Ben Crane is known for being one of the slowest players on tour.
Darron Cummings / AP
By Peter Kostis
Monday, April 23, 2012

We live in a world of immediate gratification and blaming other for our problems. With Twitter and Facebook and our 24/7 culture, we expect everything five minutes ago and not a minute later. At work, we're asked to do more, faster, with less, and that relentless pressure now permeates our entire lives. There might be one place left that is a respite from that pressure: the golf course. There you can silence your cell phone, not worry about texts and tweets, and enjoy the challenge of the game and, if you're lucky, the friendship of your foursome.
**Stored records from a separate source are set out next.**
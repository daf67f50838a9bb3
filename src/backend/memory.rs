//! In-process storage backend.
//!
//! Tables live in a `HashMap` behind one mutex. Filters are evaluated directly
//! against stored rows with SQL-like null semantics: a comparison involving null
//! is false, only `IS [NOT] NULL` looks at nulls.
//!
//! Integer primary keys are assigned on insert when the value map leaves them out
//! (auto-increment); GUID keys get a random v4 GUID in its 36-character form.

use super::StorageBackend;
use crate::error::TideError;
use crate::query::{Direction, Expression, LeftTerm, Operator, OrderBy, RightTerm};
use crate::schema::{ColumnDefinition, DataType};
use crate::value::timestamp::{DEFAULT_TIMESTAMP, DEFAULT_TIMESTAMP_OFFSET};
use crate::value::{Row, TimestampFormat, Value, ValueMap};
use chrono::{DateTime, FixedOffset, NaiveDateTime};
use rust_decimal::prelude::ToPrimitive;
use rust_decimal::Decimal;
use std::cmp::Ordering;
use std::collections::HashMap;
use std::sync::{Mutex, MutexGuard};
use uuid::Uuid;

#[derive(Debug)]
struct MemoryTable {
    columns: Vec<ColumnDefinition>,
    rows: Vec<Row>,
    next_id: i64,
}

impl MemoryTable {
    fn resolve(&self, table: &str, column: &str) -> Result<&ColumnDefinition, TideError> {
        self.columns
            .iter()
            .find(|c| c.name == column)
            .or_else(|| self.columns.iter().find(|c| c.name.eq_ignore_ascii_case(column)))
            .ok_or_else(|| TideError::backend(format!("no such column: {table}.{column}")))
    }

    fn primary_key(&self) -> Option<&ColumnDefinition> {
        self.columns.iter().find(|c| c.primary_key)
    }
}

/// Storage backend that keeps every table in memory.
#[derive(Debug, Default)]
pub struct MemoryBackend {
    tables: Mutex<HashMap<String, MemoryTable>>,
}

type Tables = HashMap<String, MemoryTable>;

impl MemoryBackend {
    #[must_use]
    pub fn new() -> Self {
        Self::default()
    }

    fn lock(&self) -> Result<MutexGuard<'_, Tables>, TideError> {
        self.tables
            .lock()
            .map_err(|e| TideError::Internal(format!("Failed to lock memory backend: {e}")))
    }

    fn with_table<T>(
        &self,
        table: &str,
        f: impl FnOnce(&mut MemoryTable) -> Result<T, TideError>,
    ) -> Result<T, TideError> {
        let mut tables = self.lock()?;
        let entry = tables
            .get_mut(table)
            .ok_or_else(|| TideError::backend(format!("no such table: {table}")))?;
        f(entry)
    }

    /// Rows matching `filter`, as indices into `table.rows`.
    fn matching(
        &self,
        name: &str,
        table: &MemoryTable,
        filter: Option<&Expression>,
    ) -> Result<Vec<usize>, TideError> {
        let mut hits = Vec::new();
        for (idx, row) in table.rows.iter().enumerate() {
            let keep = match filter {
                Some(expr) => Evaluator { name, table, row, timestamps: self }.eval(expr)?,
                None => true,
            };
            if keep {
                hits.push(idx);
            }
        }
        Ok(hits)
    }
}

impl TimestampFormat for MemoryBackend {
    fn timestamp(&self, value: &NaiveDateTime) -> String {
        value.format(DEFAULT_TIMESTAMP).to_string()
    }

    fn timestamp_offset(&self, value: &DateTime<FixedOffset>) -> String {
        value.format(DEFAULT_TIMESTAMP_OFFSET).to_string()
    }
}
So it's ironic that amateur golf's biggest problem is exactly the opposite of the problem in the rest of our lives: the pace of play is too slow. In addition to the nonstop 24/7 pressure, we've also become very good at the blame game. I've even heard people blame Ben Crane for slow play at their local course. "People watch him play slow and they imitate it at their own course." That's demonstrably false -- the slow players at your local track have nothing in common with the way Ben Crane plays golf.
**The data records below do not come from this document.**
//! Extracted table metadata for one registered type.

use super::definition::ColumnDefinition;
use std::collections::HashMap;

/// Immutable schema of one registered record type.
///
/// Columns keep their declaration order. Property and column lookups are O(1).
#[derive(Debug, Clone, PartialEq, Eq)]
pub struct TableMetadata {
    table_name: String,
    primary_key_property: String,
    columns: Vec<ColumnDefinition>,
    properties: Vec<String>,
    by_property: HashMap<String, usize>,
    by_column: HashMap<String, usize>,
}

impl TableMetadata {
    /// Assemble metadata from `(property, column)` pairs.
    ///
    /// Callers (the schema extractor) are responsible for validating uniqueness and
    /// the primary key; this constructor only indexes.
    pub(crate) fn new(
        table_name: String,
        primary_key_property: String,
        mapped: Vec<(String, ColumnDefinition)>,
    ) -> Self {
        let mut columns = Vec::with_capacity(mapped.len());
        let mut properties = Vec::with_capacity(mapped.len());
        let mut by_property = HashMap::with_capacity(mapped.len());
        let mut by_column = HashMap::with_capacity(mapped.len());
        for (idx, (property, column)) in mapped.into_iter().enumerate() {
            by_property.insert(property.clone(), idx);
            by_column.insert(column.name.clone(), idx);
            properties.push(property);
            columns.push(column);
        }
        Self {
            table_name,
            primary_key_property,
            columns,
            properties,
            by_property,
            by_column,
        }
    }

    #[must_use]
    pub fn table_name(&self) -> &str {
        &self.table_name
    }

    #[must_use]
    pub fn primary_key_property(&self) -> &str {
        &self.primary_key_property
    }

    /// The primary key column definition.
    #[must_use]
    pub fn primary_key(&self) -> &ColumnDefinition {
        // The extractor guarantees exactly one primary key column
        let idx = self.by_property[&self.primary_key_property];
        &self.columns[idx]
    }

    #[must_use]
    pub fn primary_key_column(&self) -> &str {
        &self.primary_key().name
    }

    /// All columns, in declaration order.
    #[must_use]
    pub fn columns(&self) -> &[ColumnDefinition] {
        &self.columns
    }

    /// `(property, column)` pairs, in declaration order.
    pub fn iter(&self) -> impl Iterator<Item = (&str, &ColumnDefinition)> {
        self.properties
            .iter()
            .map(String::as_str)
            .zip(self.columns.iter())
    }

    /// Columns that participate in writes (everything but the primary key).
    pub fn writable(&self) -> impl Iterator<Item = (&str, &ColumnDefinition)> {
        self.iter().filter(|(_, column)| !column.primary_key)
    }

    #[must_use]
    pub fn column_for_property(&self, property: &str) -> Option<&ColumnDefinition> {
        self.by_property.get(property).map(|&idx| &self.columns[idx])
    }

    /// Resolve a column by name.
    ///
    /// Exact matches win; otherwise the lookup falls back to an ASCII
    /// case-insensitive match, since some backends fold identifier case.
    #[must_use]
    pub fn column(&self, column: &str) -> Option<(&str, &ColumnDefinition)> {
        let idx = match self.by_column.get(column) {
            Some(&idx) => idx,
            None => self
                .columns
                .iter()
                .position(|c| c.name.eq_ignore_ascii_case(column))?,
        };
        Some((self.properties[idx].as_str(), &self.columns[idx]))
    }

    #[must_use]
    pub fn property_for_column(&self, column: &str) -> Option<&str> {
        self.column(column).map(|(property, _)| property)
    }

    #[must_use]
    pub fn len(&self) -> usize {
        self.columns.len()
    }

    #[must_use]
    pub fn is_empty(&self) -> bool {
        self.columns.is_empty()
    }
}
Slow play can only be solved when we take personal responsibility for our actions. Play ready golf. Drop a guy off at his ball and then drive to your ball. Pick up rather than putt out for a 10. Save a minute here and there, and you'll be surprised how quickly they add up. Another benefit of a brisker pace is that you'll likely start shooting lower scores. Golf is all about rhythm and being in the moment, and if you can't focus becuase you're waiting on every hole, then you won't play well.

Golf demands personal accountability (that's why we call penalties on ourselves) and is always a reflection of the world we live in. Taking responsibility for our actions on the course can make the game a reflection of the best parts of our modern world and an escape from the worst parts.